- WHAT THE EXERCISE ASKS
Each of the entries below needs to be given again exactly.

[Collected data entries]
◆ ◆ ◆ ◆ ◆

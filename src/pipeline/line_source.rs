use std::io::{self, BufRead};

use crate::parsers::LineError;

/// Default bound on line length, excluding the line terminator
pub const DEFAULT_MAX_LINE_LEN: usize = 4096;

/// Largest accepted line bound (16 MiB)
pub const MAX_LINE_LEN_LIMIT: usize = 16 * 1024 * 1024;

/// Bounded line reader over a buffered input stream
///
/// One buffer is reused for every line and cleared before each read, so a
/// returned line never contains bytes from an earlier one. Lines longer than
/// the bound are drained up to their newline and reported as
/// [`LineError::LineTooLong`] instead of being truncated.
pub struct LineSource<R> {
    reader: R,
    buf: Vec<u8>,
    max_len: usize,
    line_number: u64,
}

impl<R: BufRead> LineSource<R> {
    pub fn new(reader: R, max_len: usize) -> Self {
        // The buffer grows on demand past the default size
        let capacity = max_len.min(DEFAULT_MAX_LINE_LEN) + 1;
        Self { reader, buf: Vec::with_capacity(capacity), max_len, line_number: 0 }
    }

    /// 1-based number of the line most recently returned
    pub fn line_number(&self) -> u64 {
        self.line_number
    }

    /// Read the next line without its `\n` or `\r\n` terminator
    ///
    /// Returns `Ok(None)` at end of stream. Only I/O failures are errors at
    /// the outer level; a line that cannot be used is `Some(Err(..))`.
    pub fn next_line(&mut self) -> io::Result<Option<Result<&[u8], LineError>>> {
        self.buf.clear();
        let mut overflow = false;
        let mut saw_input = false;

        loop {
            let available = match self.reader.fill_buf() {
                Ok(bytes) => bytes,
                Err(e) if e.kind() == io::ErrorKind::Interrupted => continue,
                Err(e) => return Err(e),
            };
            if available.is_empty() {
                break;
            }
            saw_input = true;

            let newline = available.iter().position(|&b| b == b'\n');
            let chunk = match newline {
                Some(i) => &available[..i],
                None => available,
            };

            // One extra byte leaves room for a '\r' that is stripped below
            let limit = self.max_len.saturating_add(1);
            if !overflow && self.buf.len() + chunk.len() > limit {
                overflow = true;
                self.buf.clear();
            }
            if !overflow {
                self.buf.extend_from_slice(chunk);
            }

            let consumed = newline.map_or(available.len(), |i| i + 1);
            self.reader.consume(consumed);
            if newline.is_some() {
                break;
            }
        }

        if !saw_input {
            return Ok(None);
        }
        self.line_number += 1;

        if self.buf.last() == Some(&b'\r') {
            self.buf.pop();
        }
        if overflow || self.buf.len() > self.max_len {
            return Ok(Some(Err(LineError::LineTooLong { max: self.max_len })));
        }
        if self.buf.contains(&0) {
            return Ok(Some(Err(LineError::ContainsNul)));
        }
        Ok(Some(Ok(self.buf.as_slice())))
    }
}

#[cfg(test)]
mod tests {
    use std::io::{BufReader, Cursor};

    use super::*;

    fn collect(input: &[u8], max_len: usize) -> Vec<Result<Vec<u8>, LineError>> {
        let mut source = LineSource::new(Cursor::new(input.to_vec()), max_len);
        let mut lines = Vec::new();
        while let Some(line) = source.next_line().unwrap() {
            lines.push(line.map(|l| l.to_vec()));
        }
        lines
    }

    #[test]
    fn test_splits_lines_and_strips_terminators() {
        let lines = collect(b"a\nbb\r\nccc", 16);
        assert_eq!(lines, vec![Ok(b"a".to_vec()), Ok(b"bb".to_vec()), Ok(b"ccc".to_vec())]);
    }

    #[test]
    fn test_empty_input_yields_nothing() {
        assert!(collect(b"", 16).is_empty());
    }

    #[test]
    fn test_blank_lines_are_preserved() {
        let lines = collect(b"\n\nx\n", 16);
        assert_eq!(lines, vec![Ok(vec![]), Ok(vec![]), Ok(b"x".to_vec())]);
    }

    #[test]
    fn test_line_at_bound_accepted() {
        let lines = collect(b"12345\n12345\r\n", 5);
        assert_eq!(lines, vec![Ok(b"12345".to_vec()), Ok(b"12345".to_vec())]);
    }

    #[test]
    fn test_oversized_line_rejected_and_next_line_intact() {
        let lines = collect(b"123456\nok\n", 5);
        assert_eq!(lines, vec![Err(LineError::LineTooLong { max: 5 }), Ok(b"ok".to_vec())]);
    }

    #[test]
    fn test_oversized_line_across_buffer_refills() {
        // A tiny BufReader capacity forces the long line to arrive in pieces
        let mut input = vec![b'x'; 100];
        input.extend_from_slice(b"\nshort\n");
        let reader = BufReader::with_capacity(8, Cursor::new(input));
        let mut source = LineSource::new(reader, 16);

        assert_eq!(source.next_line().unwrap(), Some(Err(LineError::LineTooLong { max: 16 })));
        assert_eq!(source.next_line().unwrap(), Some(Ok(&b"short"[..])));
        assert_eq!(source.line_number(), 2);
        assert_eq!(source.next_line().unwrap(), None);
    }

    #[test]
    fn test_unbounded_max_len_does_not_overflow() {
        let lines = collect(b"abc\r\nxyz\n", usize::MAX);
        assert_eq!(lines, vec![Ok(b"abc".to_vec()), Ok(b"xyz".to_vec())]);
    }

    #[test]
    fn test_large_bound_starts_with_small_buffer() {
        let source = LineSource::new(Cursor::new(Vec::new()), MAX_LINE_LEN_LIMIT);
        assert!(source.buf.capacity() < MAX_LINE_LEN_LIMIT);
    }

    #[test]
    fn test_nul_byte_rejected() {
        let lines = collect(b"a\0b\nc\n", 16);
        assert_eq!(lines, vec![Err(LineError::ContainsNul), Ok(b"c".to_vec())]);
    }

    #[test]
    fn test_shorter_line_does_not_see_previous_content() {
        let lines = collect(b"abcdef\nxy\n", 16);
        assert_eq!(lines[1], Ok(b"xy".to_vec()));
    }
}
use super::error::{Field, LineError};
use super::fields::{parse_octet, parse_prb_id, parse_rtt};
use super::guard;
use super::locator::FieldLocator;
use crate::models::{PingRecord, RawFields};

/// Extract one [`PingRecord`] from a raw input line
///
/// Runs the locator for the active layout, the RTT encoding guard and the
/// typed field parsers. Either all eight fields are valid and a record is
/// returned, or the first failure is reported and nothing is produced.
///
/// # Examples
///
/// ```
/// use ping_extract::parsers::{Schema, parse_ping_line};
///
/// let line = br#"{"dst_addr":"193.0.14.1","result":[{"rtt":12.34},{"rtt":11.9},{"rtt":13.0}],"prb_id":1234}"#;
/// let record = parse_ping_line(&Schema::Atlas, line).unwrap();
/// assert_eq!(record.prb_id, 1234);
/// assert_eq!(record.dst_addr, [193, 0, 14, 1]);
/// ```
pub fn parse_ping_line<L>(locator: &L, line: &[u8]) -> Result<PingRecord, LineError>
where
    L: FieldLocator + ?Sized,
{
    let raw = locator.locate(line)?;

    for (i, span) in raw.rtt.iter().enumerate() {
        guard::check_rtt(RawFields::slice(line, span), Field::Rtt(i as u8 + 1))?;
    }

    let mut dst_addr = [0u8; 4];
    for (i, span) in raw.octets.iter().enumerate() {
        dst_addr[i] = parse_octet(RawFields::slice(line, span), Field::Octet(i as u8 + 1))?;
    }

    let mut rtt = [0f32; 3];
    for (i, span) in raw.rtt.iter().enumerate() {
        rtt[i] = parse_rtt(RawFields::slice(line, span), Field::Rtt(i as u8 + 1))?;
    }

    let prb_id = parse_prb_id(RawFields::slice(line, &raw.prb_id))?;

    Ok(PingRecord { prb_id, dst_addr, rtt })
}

◆ ◆ ◆ ◆ ◆

- RESULT FOR THIS TASK
filename src/pipeline/line_source.rs
use std::io::{self, BufRead};

use crate::parsers::LineError;

/// Default bound on line length, excluding the line terminator
pub const DEFAULT_MAX_LINE_LEN: usize = 4096;

/// Largest accepted line bound (16 MiB)
pub const MAX_LINE_LEN_LIMIT: usize = 16 * 1024 * 1024;

/// Bounded line reader over a buffered input stream
///
/// One buffer is reused for every line and cleared before each read, so a
/// returned line never contains bytes from an earlier one. Lines longer than
/// the bound are drained up to their newline and reported as
/// [`LineError::LineTooLong`] instead of being truncated.
pub struct LineSource<R> {
    reader: R,
    buf: Vec<u8>,
    max_len: usize,
    line_number: u64,
}

impl<R: BufRead> LineSource<R> {
    pub fn new(reader: R, max_len: usize) -> Self {
        // The buffer grows on demand past the default size
        let capacity = max_len.min(DEFAULT_MAX_LINE_LEN) + 1;
        Self { reader, buf: Vec::with_capacity(capacity), max_len, line_number: 0 }
    }

    /// 1-based number of the line most recently returned
    pub fn line_number(&self) -> u64 {
        self.line_number
    }

    /// Read the next line without its `\n` or `\r\n` terminator
    ///
    /// Returns `Ok(None)` at end of stream. Only I/O failures are errors at
    /// the outer level; a line that cannot be used is `Some(Err(..))`.
    pub fn next_line(&mut self) -> io::Result<Option<Result<&[u8], LineError>>> {
        self.buf.clear();
        let mut overflow = false;
        let mut saw_input = false;

        loop {
            let available = match self.reader.fill_buf() {
                Ok(bytes) => bytes,
                Err(e) if e.kind() == io::ErrorKind::Interrupted => continue,
                Err(e) => return Err(e),
            };
            if available.is_empty() {
                break;
            }
            saw_input = true;

            let newline = available.iter().position(|&b| b == b'\n');
            let chunk = match newline {
                Some(i) => &available[..i],
                None => available,
            };

            // One extra byte leaves room for a '\r' that is stripped below
            let limit = self.max_len.saturating_add(1);
            if !overflow && self.buf.len() + chunk.len() > limit {
                overflow = true;
                self.buf.clear();
            }
            if !overflow {
                self.buf.extend_from_slice(chunk);
            }

            let consumed = newline.map_or(available.len(), |i| i + 1);
            self.reader.consume(consumed);
            if newline.is_some() {
                break;
            }
        }

        if !saw_input {
            return Ok(None);
        }
        self.line_number += 1;

        if self.buf.last() == Some(&b'\r') {
            self.buf.pop();
        }
        if overflow || self.buf.len() > self.max_len {
            return Ok(Some(Err(LineError::LineTooLong { max: self.max_len })));
        }
        if self.buf.contains(&0) {
            return Ok(Some(Err(LineError::ContainsNul)));
        }
        Ok(Some(Ok(self.buf.as_slice())))
    }
}

#[cfg(test)]
mod tests {
    use std::io::{BufReader, Cursor};

    use super::*;

    fn collect(input: &[u8], max_len: usize) -> Vec<Result<Vec<u8>, LineError>> {
        let mut source = LineSource::new(Cursor::new(input.to_vec()), max_len);
        let mut lines = Vec::new();
        while let Some(line) = source.next_line().unwrap() {
            lines.push(line.map(|l| l.to_vec()));
        }
        lines
    }

    #[test]
    fn test_splits_lines_and_strips_terminators() {
        let lines = collect(b"a\nbb\r\nccc", 16);
        assert_eq!(lines, vec![Ok(b"a".to_vec()), Ok(b"bb".to_vec()), Ok(b"ccc".to_vec())]);
    }

    #[test]
    fn test_empty_input_yields_nothing() {
        assert!(collect(b"", 16).is_empty());
    }

    #[test]
    fn test_blank_lines_are_preserved() {
        let lines = collect(b"\n\nx\n", 16);
        assert_eq!(lines, vec![Ok(vec![]), Ok(vec![]), Ok(b"x".to_vec())]);
    }

    #[test]
    fn test_line_at_bound_accepted() {
        let lines = collect(b"12345\n12345\r\n", 5);
        assert_eq!(lines, vec![Ok(b"12345".to_vec()), Ok(b"12345".to_vec())]);
    }

    #[test]
    fn test_oversized_line_rejected_and_next_line_intact() {
        let lines = collect(b"123456\nok\n", 5);
        assert_eq!(lines, vec![Err(LineError::LineTooLong { max: 5 }), Ok(b"ok".to_vec())]);
    }

    #[test]
    fn test_oversized_line_across_buffer_refills() {
        // A tiny BufReader capacity forces the long line to arrive in pieces
        let mut input = vec![b'x'; 100];
        input.extend_from_slice(b"\nshort\n");
        let reader = BufReader::with_capacity(8, Cursor::new(input));
        let mut source = LineSource::new(reader, 16);

        assert_eq!(source.next_line().unwrap(), Some(Err(LineError::LineTooLong { max: 16 })));
        assert_eq!(source.next_line().unwrap(), Some(Ok(&b"short"[..])));
        assert_eq!(source.line_number(), 2);
        assert_eq!(source.next_line().unwrap(), None);
    }

    #[test]
    fn test_unbounded_max_len_does_not_overflow() {
        let lines = collect(b"abc\r\nxyz\n", usize::MAX);
        assert_eq!(lines, vec![Ok(b"abc".to_vec()), Ok(b"xyz".to_vec())]);
    }

    #[test]
    fn test_large_bound_starts_with_small_buffer() {
        let source = LineSource::new(Cursor::new(Vec::new()), MAX_LINE_LEN_LIMIT);
        assert!(source.buf.capacity() < MAX_LINE_LEN_LIMIT);
    }

    #[test]
    fn test_nul_byte_rejected() {
        let lines = collect(b"a\0b\nc\n", 16);
        assert_eq!(lines, vec![Err(LineError::ContainsNul), Ok(b"c".to_vec())]);
    }

    #[test]
    fn test_shorter_line_does_not_see_previous_content() {
        let lines = collect(b"abcdef\nxy\n", 16);
        assert_eq!(lines[1], Ok(b"xy".to_vec()));
    }
}
use super::error::{Field, LineError};
use super::fields::{parse_octet, parse_prb_id, parse_rtt};
use super::guard;
use super::locator::FieldLocator;
use crate::models::{PingRecord, RawFields};

/// Extract one [`PingRecord`] from a raw input line
///
/// Runs the locator for the active layout, the RTT encoding guard and the
/// typed field parsers. Either all eight fields are valid and a record is
/// returned, or the first failure is reported and nothing is produced.
///
/// # Examples
///
/// ```
/// use ping_extract::parsers::{Schema, parse_ping_line};
///
/// let line = br#"{"dst_addr":"193.0.14.1","result":[{"rtt":12.34},{"rtt":11.9},{"rtt":13.0}],"prb_id":1234}"#;
/// let record = parse_ping_line(&Schema::Atlas, line).unwrap();
/// assert_eq!(record.prb_id, 1234);
/// assert_eq!(record.dst_addr, [193, 0, 14, 1]);
/// ```
pub fn parse_ping_line<L>(locator: &L, line: &[u8]) -> Result<PingRecord, LineError>
where
    L: FieldLocator + ?Sized,
{
    let raw = locator.locate(line)?;

    for (i, span) in raw.rtt.iter().enumerate() {
        guard::check_rtt(RawFields::slice(line, span), Field::Rtt(i as u8 + 1))?;
    }

    let mut dst_addr = [0u8; 4];
    for (i, span) in raw.octets.iter().enumerate() {
        dst_addr[i] = parse_octet(RawFields::slice(line, span), Field::Octet(i as u8 + 1))?;
    }

    let mut rtt = [0f32; 3];
    for (i, span) in raw.rtt.iter().enumerate() {
        rtt[i] = parse_rtt(RawFields::slice(line, span), Field::Rtt(i as u8 + 1))?;
    }

    let prb_id = parse_prb_id(RawFields::slice(line, &raw.prb_id))?;

    Ok(PingRecord { prb_id, dst_addr, rtt })
}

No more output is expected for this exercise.